*Source information*:
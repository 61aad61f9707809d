//! Volunteer data model.
//!
//! A [`Volunteer`] is the persisted record; [`NewVolunteer`] is a validated
//! registration that has not yet been given an identity by the store.
//! The phone number is the deduplication key: at most one record may exist
//! per [`PhoneNumber`].

use std::fmt;
use std::str::FromStr;

use chrono::{DateTime, Utc};
use serde::{Deserialize, Serialize};
use utoipa::ToSchema;

/// Maximum accepted length for a volunteer name.
pub const NAME_MAX: usize = 100;
/// Maximum accepted length for a phone number.
pub const PHONE_MAX: usize = 20;
/// Maximum accepted length for a ward.
pub const WARD_MAX: usize = 100;
/// Maximum accepted length for an email address.
pub const EMAIL_MAX: usize = 254;
/// Maximum accepted length for the interest free text.
pub const INTEREST_MAX: usize = 255;

/// Validation errors raised while building volunteer values.
#[derive(Debug, Clone, PartialEq, Eq, thiserror::Error)]
pub enum VolunteerValidationError {
    #[error("name must not be empty")]
    EmptyName,
    #[error("name must be at most {max} characters")]
    NameTooLong { max: usize },
    #[error("phone must not be empty")]
    EmptyPhone,
    #[error("phone may only contain digits, spaces, '+', or '-'")]
    InvalidPhone,
    #[error("phone must be at most {max} characters")]
    PhoneTooLong { max: usize },
    #[error("ward must not be empty")]
    EmptyWard,
    #[error("ward must be at most {max} characters")]
    WardTooLong { max: usize },
    #[error("email must look like local@domain")]
    InvalidEmail,
    #[error("email must be at most {max} characters")]
    EmailTooLong { max: usize },
    #[error("interest must be at most {max} characters")]
    InterestTooLong { max: usize },
    #[error("unknown volunteer status: {value}")]
    UnknownStatus { value: String },
}

impl VolunteerValidationError {
    /// Request field the error refers to, in the camelCase wire form.
    #[must_use]
    pub const fn field(&self) -> &'static str {
        match self {
            Self::EmptyName | Self::NameTooLong { .. } => "name",
            Self::EmptyPhone | Self::InvalidPhone | Self::PhoneTooLong { .. } => "phone",
            Self::EmptyWard | Self::WardTooLong { .. } => "ward",
            Self::InvalidEmail | Self::EmailTooLong { .. } => "email",
            Self::InterestTooLong { .. } => "interest",
            Self::UnknownStatus { .. } => "status",
        }
    }

    /// Machine-readable rejection code.
    #[must_use]
    pub const fn code(&self) -> &'static str {
        match self {
            Self::EmptyName | Self::EmptyPhone | Self::EmptyWard => "empty",
            Self::NameTooLong { .. }
            | Self::PhoneTooLong { .. }
            | Self::WardTooLong { .. }
            | Self::EmailTooLong { .. }
            | Self::InterestTooLong { .. } => "too_long",
            Self::InvalidPhone => "invalid_phone",
            Self::InvalidEmail => "invalid_email",
            Self::UnknownStatus { .. } => "unknown_status",
        }
    }
}

/// Store-assigned volunteer identifier.
#[derive(
    Debug, Clone, Copy, PartialEq, Eq, PartialOrd, Ord, Hash, Serialize, Deserialize, ToSchema,
)]
#[serde(transparent)]
#[schema(value_type = i64, example = 1)]
pub struct VolunteerId(i64);

impl VolunteerId {
    /// Wrap a raw identifier issued by the store.
    #[must_use]
    pub const fn new(raw: i64) -> Self {
        Self(raw)
    }

    /// Raw numeric value.
    #[must_use]
    pub const fn get(self) -> i64 {
        self.0
    }
}

impl fmt::Display for VolunteerId {
    fn fmt(&self, f: &mut fmt::Formatter<'_>) -> fmt::Result {
        write!(f, "{}", self.0)
    }
}

/// Participation status of a volunteer.
#[derive(Debug, Clone, Copy, PartialEq, Eq, Hash, Default, Serialize, Deserialize, ToSchema)]
#[serde(rename_all = "SCREAMING_SNAKE_CASE")]
pub enum VolunteerStatus {
    /// Registered and available. Every registration starts here.
    #[default]
    Active,
    /// Temporarily not participating.
    Inactive,
    /// Barred by an administrator.
    Suspended,
}

impl VolunteerStatus {
    /// Canonical upper-case representation used on the wire and in storage.
    #[must_use]
    pub const fn as_str(self) -> &'static str {
        match self {
            Self::Active => "ACTIVE",
            Self::Inactive => "INACTIVE",
            Self::Suspended => "SUSPENDED",
        }
    }
}

impl fmt::Display for VolunteerStatus {
    fn fmt(&self, f: &mut fmt::Formatter<'_>) -> fmt::Result {
        f.write_str(self.as_str())
    }
}

impl FromStr for VolunteerStatus {
    type Err = VolunteerValidationError;

    /// Parse a status, ignoring ASCII case and surrounding whitespace.
    fn from_str(value: &str) -> Result<Self, Self::Err> {
        match value.trim().to_ascii_uppercase().as_str() {
            "ACTIVE" => Ok(Self::Active),
            "INACTIVE" => Ok(Self::Inactive),
            "SUSPENDED" => Ok(Self::Suspended),
            _ => Err(VolunteerValidationError::UnknownStatus {
                value: value.to_owned(),
            }),
        }
    }
}

/// Phone number used as the registration deduplication key.
///
/// Surrounding whitespace is trimmed; the remaining text must be non-empty
/// and consist of digits, spaces, `+`, or `-`, with at least one digit.
#[derive(Debug, Clone, PartialEq, Eq, Hash, Serialize, Deserialize, ToSchema)]
#[serde(try_from = "String", into = "String")]
#[schema(value_type = String, example = "0711000111")]
pub struct PhoneNumber(String);

impl PhoneNumber {
    /// Validate and construct a phone number.
    pub fn new(raw: impl AsRef<str>) -> Result<Self, VolunteerValidationError> {
        let trimmed = raw.as_ref().trim();
        if trimmed.is_empty() {
            return Err(VolunteerValidationError::EmptyPhone);
        }
        if trimmed.chars().count() > PHONE_MAX {
            return Err(VolunteerValidationError::PhoneTooLong { max: PHONE_MAX });
        }
        let allowed = trimmed
            .chars()
            .all(|c| c.is_ascii_digit() || matches!(c, ' ' | '+' | '-'));
        if !allowed || !trimmed.chars().any(|c| c.is_ascii_digit()) {
            return Err(VolunteerValidationError::InvalidPhone);
        }
        Ok(Self(trimmed.to_owned()))
    }

    /// Borrow the phone number text.
    #[must_use]
    pub fn as_str(&self) -> &str {
        &self.0
    }
}

impl AsRef<str> for PhoneNumber {
    fn as_ref(&self) -> &str {
        &self.0
    }
}

impl fmt::Display for PhoneNumber {
    fn fmt(&self, f: &mut fmt::Formatter<'_>) -> fmt::Result {
        f.write_str(&self.0)
    }
}

impl TryFrom<String> for PhoneNumber {
    type Error = VolunteerValidationError;

    fn try_from(value: String) -> Result<Self, Self::Error> {
        Self::new(value)
    }
}

impl From<PhoneNumber> for String {
    fn from(value: PhoneNumber) -> Self {
        value.0
    }
}

/// Free-text locality used for filtering and statistics.
#[derive(Debug, Clone, PartialEq, Eq, Hash, Serialize, Deserialize, ToSchema)]
#[serde(try_from = "String", into = "String")]
#[schema(value_type = String, example = "Kibra")]
pub struct Ward(String);

impl Ward {
    /// Validate and construct a ward.
    pub fn new(raw: impl AsRef<str>) -> Result<Self, VolunteerValidationError> {
        let trimmed = raw.as_ref().trim();
        if trimmed.is_empty() {
            return Err(VolunteerValidationError::EmptyWard);
        }
        if trimmed.chars().count() > WARD_MAX {
            return Err(VolunteerValidationError::WardTooLong { max: WARD_MAX });
        }
        Ok(Self(trimmed.to_owned()))
    }

    /// Borrow the ward text.
    #[must_use]
    pub fn as_str(&self) -> &str {
        &self.0
    }
}

impl AsRef<str> for Ward {
    fn as_ref(&self) -> &str {
        &self.0
    }
}

impl fmt::Display for Ward {
    fn fmt(&self, f: &mut fmt::Formatter<'_>) -> fmt::Result {
        f.write_str(&self.0)
    }
}

impl TryFrom<String> for Ward {
    type Error = VolunteerValidationError;

    fn try_from(value: String) -> Result<Self, Self::Error> {
        Self::new(value)
    }
}

impl From<Ward> for String {
    fn from(value: Ward) -> Self {
        value.0
    }
}

fn validate_name(raw: &str) -> Result<String, VolunteerValidationError> {
    let trimmed = raw.trim();
    if trimmed.is_empty() {
        return Err(VolunteerValidationError::EmptyName);
    }
    if trimmed.chars().count() > NAME_MAX {
        return Err(VolunteerValidationError::NameTooLong { max: NAME_MAX });
    }
    Ok(trimmed.to_owned())
}

/// Blank optional text collapses to `None`.
fn normalise_optional(raw: Option<&str>) -> Option<String> {
    raw.map(str::trim)
        .filter(|value| !value.is_empty())
        .map(str::to_owned)
}

fn validate_email(raw: Option<&str>) -> Result<Option<String>, VolunteerValidationError> {
    let Some(email) = normalise_optional(raw) else {
        return Ok(None);
    };
    if email.chars().count() > EMAIL_MAX {
        return Err(VolunteerValidationError::EmailTooLong { max: EMAIL_MAX });
    }
    match email.split_once('@') {
        Some((local, domain))
            if !local.is_empty()
                && !domain.is_empty()
                && !domain.contains('@')
                && !email.chars().any(char::is_whitespace) =>
        {
            Ok(Some(email))
        }
        _ => Err(VolunteerValidationError::InvalidEmail),
    }
}

fn validate_interest(raw: Option<&str>) -> Result<Option<String>, VolunteerValidationError> {
    let interest = normalise_optional(raw);
    if interest
        .as_deref()
        .is_some_and(|value| value.chars().count() > INTEREST_MAX)
    {
        return Err(VolunteerValidationError::InterestTooLong { max: INTEREST_MAX });
    }
    Ok(interest)
}

/// Raw registration fields as presented by a caller.
#[derive(Debug, Clone, Default, PartialEq, Eq)]
pub struct RegistrationDraft<'a> {
    pub name: &'a str,
    pub phone: &'a str,
    pub email: Option<&'a str>,
    pub ward: &'a str,
    pub interest: Option<&'a str>,
}

/// A validated registration that has not been persisted yet.
///
/// Carries no status: registration always starts
/// [`VolunteerStatus::Active`].
#[derive(Debug, Clone, PartialEq, Eq)]
pub struct NewVolunteer {
    name: String,
    phone: PhoneNumber,
    email: Option<String>,
    ward: Ward,
    interest: Option<String>,
}

impl NewVolunteer {
    /// Validate raw registration fields.
    ///
    /// # Examples
    /// ```
    /// use volunteer_service::domain::{NewVolunteer, RegistrationDraft};
    ///
    /// let volunteer = NewVolunteer::try_from_draft(RegistrationDraft {
    ///     name: " Jane ",
    ///     phone: "0711000111",
    ///     email: Some(""),
    ///     ward: "Kibra",
    ///     interest: Some("Health"),
    /// })
    /// .expect("valid registration");
    /// assert_eq!(volunteer.name(), "Jane");
    /// assert!(volunteer.email().is_none());
    /// ```
    pub fn try_from_draft(draft: RegistrationDraft<'_>) -> Result<Self, VolunteerValidationError> {
        Ok(Self {
            name: validate_name(draft.name)?,
            phone: PhoneNumber::new(draft.phone)?,
            email: validate_email(draft.email)?,
            ward: Ward::new(draft.ward)?,
            interest: validate_interest(draft.interest)?,
        })
    }

    pub fn name(&self) -> &str {
        &self.name
    }

    pub fn phone(&self) -> &PhoneNumber {
        &self.phone
    }

    pub fn email(&self) -> Option<&str> {
        self.email.as_deref()
    }

    pub fn ward(&self) -> &Ward {
        &self.ward
    }

    pub fn interest(&self) -> Option<&str> {
        self.interest.as_deref()
    }
}

/// Persisted volunteer record.
#[derive(Debug, Clone, PartialEq, Eq, Serialize, Deserialize, ToSchema)]
#[serde(rename_all = "camelCase")]
pub struct Volunteer {
    pub id: VolunteerId,
    #[schema(example = "Jane")]
    pub name: String,
    pub phone: PhoneNumber,
    #[schema(example = "jane@example.com")]
    pub email: Option<String>,
    pub ward: Ward,
    #[schema(example = "Health")]
    pub interest: Option<String>,
    pub status: VolunteerStatus,
    pub created_at: DateTime<Utc>,
    pub updated_at: DateTime<Utc>,
}

impl Volunteer {
    /// Apply a validated profile update, copying only the fields present.
    pub fn apply_profile(&mut self, update: &VolunteerProfileUpdate) {
        if let Some(name) = &update.name {
            self.name.clone_from(name);
        }
        if let Some(email) = &update.email {
            self.email.clone_from(email);
        }
        if let Some(ward) = &update.ward {
            self.ward = ward.clone();
        }
        if let Some(interest) = &update.interest {
            self.interest.clone_from(interest);
        }
    }
}

/// Raw profile fields as presented by a caller; `None` leaves a field as is.
#[derive(Debug, Clone, Default, PartialEq, Eq)]
pub struct ProfileDraft<'a> {
    pub name: Option<&'a str>,
    pub email: Option<&'a str>,
    pub ward: Option<&'a str>,
    pub interest: Option<&'a str>,
}

/// Validated profile changes.
///
/// The phone number is not part of the profile: it is fixed at
/// registration. Supplying a blank email or interest clears it.
#[derive(Debug, Clone, Default, PartialEq, Eq)]
pub struct VolunteerProfileUpdate {
    name: Option<String>,
    email: Option<Option<String>>,
    ward: Option<Ward>,
    interest: Option<Option<String>>,
}

impl VolunteerProfileUpdate {
    /// Validate raw profile fields.
    pub fn try_from_draft(draft: ProfileDraft<'_>) -> Result<Self, VolunteerValidationError> {
        Ok(Self {
            name: draft.name.map(validate_name).transpose()?,
            email: draft
                .email
                .map(|email| validate_email(Some(email)))
                .transpose()?,
            ward: draft.ward.map(Ward::new).transpose()?,
            interest: draft
                .interest
                .map(|interest| validate_interest(Some(interest)))
                .transpose()?,
        })
    }

    /// True when no field would change.
    #[must_use]
    pub fn is_empty(&self) -> bool {
        self.name.is_none() && self.email.is_none() && self.ward.is_none() && self.interest.is_none()
    }
}

#[cfg(test)]
mod tests;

*What you are asked to do*: Throughout the material above, find lines holding the word "length", then copy them.

*Result of the exercise*:
/// Maximum accepted length for a volunteer name.
/// Maximum accepted length for a phone number.
/// Maximum accepted length for a ward.
/// Maximum accepted length for an email address.
/// Maximum accepted length for the interest free text.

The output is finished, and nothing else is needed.